Take every line of the material below that includes the string "factor" and copy it out.
===
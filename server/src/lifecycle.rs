use brawl_shared::body::{Body, Facing, KinematicBody};
use brawl_shared::fighter::Fighter as SimFighter;
use glam::Vec2;
use spacetimedb::Table;

use crate::schema::*;
use crate::simulation::loadout;
use crate::{MATCH_ID, SPAWN_SPACING, TICK_INTERVAL_MICROS};

#[spacetimedb::reducer(init)]
pub fn init(ctx: &spacetimedb::ReducerContext) {
    ctx.db.match_state().insert(MatchState {
        id: MATCH_ID,
        tick: 0,
        frozen: false,
        round: 1,
        deaths: 0,
    });
    ctx.db.tick_schedule().insert(TickSchedule {
        scheduled_id: 0,
        scheduled_at: spacetimedb::TimeDuration::from_micros(TICK_INTERVAL_MICROS).into(),
    });
    log::info!("Module initialized, ticking every {TICK_INTERVAL_MICROS}us");
}

/// Spawn slot for the n-th fighter: alternating sides of the origin, facing in.
fn spawn_body(slot: usize) -> KinematicBody {
    let side = if slot % 2 == 0 { -1.0 } else { 1.0 };
    let x = side * SPAWN_SPACING * (slot / 2 + 1) as f32;
    let mut body = KinematicBody::at(Vec2::new(x, 0.0));
    body.set_facing(if side < 0.0 { Facing::Right } else { Facing::Left });
    body
}

#[spacetimedb::reducer]
pub fn join_game(ctx: &spacetimedb::ReducerContext, name: Option<String>) {
    let now = ctx.timestamp.to_micros_since_unix_epoch();
    if let Some(existing) = ctx.db.fighter().identity().find(ctx.sender) {
        ctx.db.fighter().id().update(Fighter {
            online: true,
            last_update: now,
            ..existing
        });
        return;
    }

    let loadout = match loadout() {
        Ok(loadout) => loadout,
        Err(e) => {
            log::error!("Cannot spawn fighter: {e}");
            return;
        }
    };
    let slot = ctx.db.fighter().iter().filter(|f| f.online).count();
    let body = spawn_body(slot);
    let record = match SimFighter::spawn(0, &loadout, body.clone()) {
        Ok(fighter) => fighter.record(),
        Err(e) => {
            log::error!("Cannot spawn fighter: {e}");
            return;
        }
    };

    let mut row = Fighter {
        id: 0,
        identity: ctx.sender,
        name,
        online: true,
        last_update: now,
        x: 0.0,
        y: 0.0,
        vel_x: 0.0,
        vel_y: 0.0,
        facing_right: true,
        grounded: true,
        gravity_scale: 1.0,
        player_collisions: true,
        frozen: false,
        state: 0,
        entry_seq: 0,
        combo_index: 0,
        phase: 0,
        attack_start: 0,
        hit_start: 0,
        energy: 0,
        health: 0,
        flags: 0,
        knockback_x: 0.0,
        knockback_y: 0.0,
        hitstun: 0,
        invincible_for: 0,
        knockback_applied: false,
        jumps_used: 0,
        dash_charges: 0,
        dash_start: 0,
        dash_cooldown_start: 0,
        dash_cooling: false,
        attack_landed: false,
        input_enabled: true,
        death_reported: false,
        round_reset: false,
    };
    row.store(&body, &record);
    let row = ctx.db.fighter().insert(row);
    log::info!("Fighter {} joined in slot {slot}", row.id);
}

/// Queues input for the next tick. Presses are kept until a tick consumes
/// them, so a press between two ticks is never lost.
#[spacetimedb::reducer]
pub fn send_input(
    ctx: &spacetimedb::ReducerContext,
    sequence: u32,
    axis_x: f32,
    axis_y: f32,
    jump: bool,
    dash: bool,
    attack: bool,
) {
    let Some(fighter) = ctx.db.fighter().identity().find(ctx.sender) else {
        return;
    };
    if !fighter.online {
        return;
    }
    let axis_x = if axis_x.is_finite() { axis_x.clamp(-1.0, 1.0) } else { 0.0 };
    let axis_y = if axis_y.is_finite() { axis_y.clamp(-1.0, 1.0) } else { 0.0 };

    if let Some(pending) = ctx.db.fighter_input().fighter_id().find(fighter.id) {
        // Stale or duplicate packets.
        if sequence <= pending.sequence {
            return;
        }
        ctx.db.fighter_input().fighter_id().update(PendingInput {
            fighter_id: fighter.id,
            sequence,
            axis_x,
            axis_y,
            jump: pending.jump || jump,
            dash: pending.dash || dash,
            attack: pending.attack || attack,
        });
    } else {
        ctx.db.fighter_input().insert(PendingInput {
            fighter_id: fighter.id,
            sequence,
            axis_x,
            axis_y,
            jump,
            dash,
            attack,
        });
    }
}

#[spacetimedb::reducer]
pub fn leave_game(ctx: &spacetimedb::ReducerContext) {
    set_fighter_offline(ctx);
}

/// Server-authoritative disconnect handler. Fires when the WebSocket drops,
/// regardless of whether the client managed to call leave_game().
#[spacetimedb::reducer(client_disconnected)]
pub fn on_disconnect(ctx: &spacetimedb::ReducerContext) {
    set_fighter_offline(ctx);
}

fn set_fighter_offline(ctx: &spacetimedb::ReducerContext) {
    let Some(fighter) = ctx.db.fighter().identity().find(ctx.sender) else {
        return;
    };
    ctx.db.fighter_input().fighter_id().delete(fighter.id);
    log::info!("Fighter {} left", fighter.id);
    ctx.db.fighter().id().update(Fighter {
        online: false,
        last_update: ctx.timestamp.to_micros_since_unix_epoch(),
        ..fighter
    });
}
//! Hit runtime state: hitstun timing, knockback decay and invincibility.

use glam::Vec2;
use serde::{Deserialize, Serialize};

use crate::{FighterId, Tick};

/// Everything an accepted hit hands to the target.
#[derive(Debug, Clone, Copy, PartialEq, Serialize, Deserialize)]
pub struct HitPayload {
    pub attacker: FighterId,
    pub damage: u32,
    pub knockback: Vec2,
    pub hitstun: u32,
}

#[derive(Debug, Clone, Copy, PartialEq, Default, Serialize, Deserialize)]
pub struct HitRuntimeState {
    pub hit_start: Tick,
    pub hitstun: u32,
    pub knockback: Vec2,
    pub knockback_applied: bool,
    pub post_hit_invincible: bool,
    /// Ticks of post-hit invincibility counted from `hit_start`.
    pub invincible_for: u32,
    pub dash_invincible: bool,
}

impl HitRuntimeState {
    pub fn is_invincible(&self) -> bool {
        self.post_hit_invincible || self.dash_invincible
    }

    /// Starts hitstun for `payload`. Invincibility outlasts the stun by
    /// `extra_invincibility` ticks.
    pub fn begin(&mut self, payload: &HitPayload, now: Tick, extra_invincibility: u32) {
        self.hit_start = now;
        self.hitstun = payload.hitstun;
        self.knockback = payload.knockback;
        self.knockback_applied = false;
        self.post_hit_invincible = true;
        self.invincible_for = payload.hitstun.saturating_add(extra_invincibility);
    }

    pub fn elapsed(&self, now: Tick) -> u32 {
        now.wrapping_sub(self.hit_start)
    }

    pub fn hitstun_over(&self, now: Tick) -> bool {
        self.elapsed(now) >= self.hitstun
    }

    /// Expires post-hit invincibility once its window has elapsed.
    pub fn refresh(&mut self, now: Tick) {
        if self.post_hit_invincible && self.elapsed(now) >= self.invincible_for {
            self.post_hit_invincible = false;
        }
    }

    /// One tick of multiplicative decay. Snaps to zero below `floor`.
    pub fn decay_knockback(&mut self, factor: f32, floor: f32) -> Vec2 {
        self.knockback *= factor;
        if self.knockback.length() < floor {
            self.knockback = Vec2::ZERO;
        }
        self.knockback
    }

    pub fn clear_knockback(&mut self) {
        self.knockback = Vec2::ZERO;
        self.knockback_applied = false;
    }
}
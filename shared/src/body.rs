//! Movement primitives the combat core drives but does not own.

use glam::Vec2;
use serde::{Deserialize, Serialize};

#[derive(Debug, Clone, Copy, PartialEq, Eq, Default, Serialize, Deserialize)]
pub enum Facing {
    Left,
    #[default]
    Right,
}

impl Facing {
    pub fn sign(self) -> f32 {
        match self {
            Facing::Left => -1.0,
            Facing::Right => 1.0,
        }
    }

    /// Facing implied by a horizontal direction, if it has one.
    pub fn from_x(x: f32) -> Option<Self> {
        if x > 0.0 {
            Some(Facing::Right)
        } else if x < 0.0 {
            Some(Facing::Left)
        } else {
            None
        }
    }
}

/// What the combat core needs from the movement layer.
pub trait Body {
    fn position(&self) -> Vec2;

    fn velocity(&self) -> Vec2;

    fn set_horizontal_velocity(&mut self, vx: f32);

    fn set_vertical_velocity(&mut self, vy: f32);

    fn is_grounded(&self) -> bool;

    fn facing(&self) -> Facing;

    fn set_facing(&mut self, facing: Facing);

    fn set_gravity_scale(&mut self, scale: f32);

    /// Whether this body collides with other fighters.
    fn set_player_collisions(&mut self, enabled: bool);

    /// A frozen body ignores velocity and gravity until unfrozen.
    fn set_frozen(&mut self, frozen: bool);

    /// Advances the movement layer by one tick. Bodies integrated by an
    /// external physics step leave this empty.
    fn step(&mut self, _dt: f32) {}
}

/// Axis-aligned kinematic body over a flat floor. The server module
/// integrates fighters with it, tests use it as the movement layer.
#[derive(Debug, Clone, PartialEq, Serialize, Deserialize)]
pub struct KinematicBody {
    pub position: Vec2,
    pub velocity: Vec2,
    pub facing: Facing,
    pub gravity: f32,
    pub gravity_scale: f32,
    pub floor_y: f32,
    pub grounded: bool,
    pub player_collisions: bool,
    pub frozen: bool,
}

impl Default for KinematicBody {
    fn default() -> Self {
        Self {
            position: Vec2::ZERO,
            velocity: Vec2::ZERO,
            facing: Facing::Right,
            gravity: 40.0,
            gravity_scale: 1.0,
            floor_y: 0.0,
            grounded: true,
            player_collisions: true,
            frozen: false,
        }
    }
}

impl KinematicBody {
    pub fn at(position: Vec2) -> Self {
        Self {
            position,
            grounded: position.y <= 0.0,
            ..Default::default()
        }
    }

    /// Advances one tick of `dt` seconds.
    pub fn integrate(&mut self, dt: f32) {
        if self.frozen {
            return;
        }
        self.velocity.y -= self.gravity * self.gravity_scale * dt;
        self.position += self.velocity * dt;
        if self.position.y <= self.floor_y {
            self.position.y = self.floor_y;
            self.velocity.y = self.velocity.y.max(0.0);
            self.grounded = true;
        } else {
            self.grounded = false;
        }
    }
}

impl Body for KinematicBody {
    fn position(&self) -> Vec2 {
        self.position
    }

    fn velocity(&self) -> Vec2 {
        self.velocity
    }

    fn set_horizontal_velocity(&mut self, vx: f32) {
        self.velocity.x = vx;
    }

    fn set_vertical_velocity(&mut self, vy: f32) {
        self.velocity.y = vy;
    }

    fn is_grounded(&self) -> bool {
        self.grounded
    }

    fn facing(&self) -> Facing {
        self.facing
    }

    fn set_facing(&mut self, facing: Facing) {
        self.facing = facing;
    }

    fn set_gravity_scale(&mut self, scale: f32) {
        self.gravity_scale = scale;
    }

    fn set_player_collisions(&mut self, enabled: bool) {
        self.player_collisions = enabled;
    }

    fn set_frozen(&mut self, frozen: bool) {
        self.frozen = frozen;
        if frozen {
            self.velocity = Vec2::ZERO;
        }
    }

    fn step(&mut self, dt: f32) {
        self.integrate(dt);
    }
}

#[cfg(test)]
mod tests {
    use super::*;

    #[test]
    fn lands_on_the_floor() {
        let mut body = KinematicBody::at(Vec2::new(0.0, 1.0));
        assert!(!body.grounded);
        for _ in 0..120 {
            body.integrate(1.0 / 60.0);
        }
        assert!(body.grounded);
        assert_eq!(body.position.y, 0.0);
        assert_eq!(body.velocity.y, 0.0);
    }

    #[test]
    fn frozen_body_does_not_move() {
        let mut body = KinematicBody::at(Vec2::new(0.0, 2.0));
        body.velocity = Vec2::new(3.0, 0.0);
        body.set_frozen(true);
        body.integrate(1.0 / 60.0);
        assert_eq!(body.position, Vec2::new(0.0, 2.0));
    }
}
===
- THE ANSWER
    pub fn decay_knockback(&mut self, factor: f32, floor: f32) -> Vec2 {
        self.knockback *= factor;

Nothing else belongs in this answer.